# Silly question for you ladies....



## JeffM (Nov 22, 2009)

I'm getting a K3 for a great friend and I'm curious - If you didn't already own a Kindle would you prefer the white or graphite version?
Thanks!
Jeff


----------



## BTackitt (Dec 15, 2008)

Silly boy, basic black goes with everything.. that's why we all own one little black dress.  

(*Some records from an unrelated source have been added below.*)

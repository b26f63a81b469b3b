//! Tests for line-table decoding against a naive decoder

use bytecode_system::{Instruction, Opcode, Proto, ProtoBuilder, ABS_LINE_INFO};
use rand::rngs::StdRng;
use rand::{Rng, SeedableRng};

/// Decode by summing deltas from the first instruction.
fn naive_line(proto: &Proto, pc: usize) -> i32 {
    let mut line = proto.line_defined;
    for i in 0..=pc {
        let delta = proto.line_info[i];
        if delta == ABS_LINE_INFO {
            line = proto
                .abs_line_info
                .iter()
                .find(|abs| abs.pc == i)
                .map(|abs| abs.line)
                .unwrap();
        } else {
            line += delta as i32;
        }
    }
    line
}

fn build(lines: &[i32], stride: usize, defined: i32) -> Proto {
    let mut builder = ProtoBuilder::new()
        .lines(defined, defined + 10_000)
        .with_line_stride(stride);
    for &line in lines {
        builder.emit(Instruction::abc(Opcode::Move, 0, 0, 0), line);
    }
    builder.build()
}

#[test]
fn test_three_hundred_instructions() {
    // line 10 at pc 0, climbing to line 55 at pc 299
    let lines: Vec<i32> = (0..300).map(|pc| 10 + (pc * 45) / 299).collect();
    assert_eq!(lines[0], 10);
    assert_eq!(lines[299], 55);
    let proto = build(&lines, 128, 1);

    assert_eq!(proto.line_for(150), Some(naive_line(&proto, 150)));
    assert_eq!(proto.line_for(150), Some(lines[150]));
    assert_eq!(proto.line_for(299), Some(55));
    assert!(proto.abs_line_info.len() >= 2);
}

#[test]
fn test_random_tables_match_naive_decoder() {
    let mut rng = StdRng::seed_from_u64(42);
    for _ in 0..50 {
        let stride = rng.gen_range(1..40);
        let count = rng.gen_range(1..400);
        let mut line = rng.gen_range(0..50);
        let defined = line;
        let mut lines = Vec::with_capacity(count);
        for _ in 0..count {
            line = match rng.gen_range(0..10) {
                0 => rng.gen_range(1..2000),
                1 => (line - rng.gen_range(0..5)).max(1),
                _ => line + rng.gen_range(0..3),
            };
            lines.push(line);
        }
        let proto = build(&lines, stride, defined);
        for pc in 0..count {
            assert_eq!(proto.line_for(pc), Some(lines[pc]));
            assert_eq!(proto.line_for(pc), Some(naive_line(&proto, pc)));
        }
        for _ in 0..20 {
            let old = rng.gen_range(0..count);
            let new = rng.gen_range(0..count);
            assert_eq!(proto.line_changed(old, new), lines[old] != lines[new]);
        }
    }
}

#[test]
fn test_valid_lines_cover_all_instructions() {
    let lines = [4, 4, 7, 300, 301, 8];
    let proto = build(&lines, 128, 3);
    let valid: Vec<i32> = proto.valid_lines().unwrap().into_iter().collect();
    assert_eq!(valid, vec![4, 7, 8, 300, 301]);
}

(actually I would get a black, but as a gift I wouldn't care one way or the other. I do care about 3g + WiFi or WiFi only, I want 3g because I live in a wifi poor area, and I do NOT do all of my DL at home.


----------



## SongbirdVB (Nov 18, 2008)

What she^^ said.  As a gift I would be grateful for either, but if I were buying my own I would prefer the graphite.


----------



## matilda314 (May 20, 2010)

I still have my very beloved K2 in white.  I was at Best Buy yesterday and saw the K3 for the first time.  I have to say for me, the graphite was just too dark.  It also had a "rougher" texture than my K2 which I didn't like at all.  It's hard to say for someone else, as it really is a personal preference.  I was sure I'd like the graphite better, and surprised even myself.


----------



## JeffM (Nov 22, 2009)

Thank you, Ladies. =)


----------



## KindleChickie (Oct 24, 2009)

The black Kindle makes your butt look smaller.


----------



## drenee (Nov 11, 2008)

KindleChickie said:


> The black Kindle makes your butt look smaller.


hahahaha.


----------



## candggmom (Oct 27, 2008)

How about giving a gift card to Decal Girl for a skin along with the Kindle and then it wouldn't really matter what color you chose?  Just a thought...!

Kathy in NC


----------



## Mike D. aka jmiked (Oct 28, 2008)

KindleChickie said:


> The black Kindle makes your butt look smaller.


   

Doesn't do anything for my middle-aged paunch, though.

Mike


----------



## Tom Diego (Jun 30, 2010)

I'm not a lady, but I'll answer for my wife.  She spent two days deciding whether to get White or Graphite.  Her final decision was based on which DecalGirl skins she liked and whether she thought they would look better on a White or Graphite.  And of course there's the whole issue of which would look better with the different Amazon covers and M-Edge Jackets.


----------



## KindleMom (Dec 11, 2008)

Gotta go with those who say it just doesn't matter.  If someone gave me a Kindle, I wouldn't care the color.  I would be so grateful for and excited about the Kindle, it just wouldn't matter.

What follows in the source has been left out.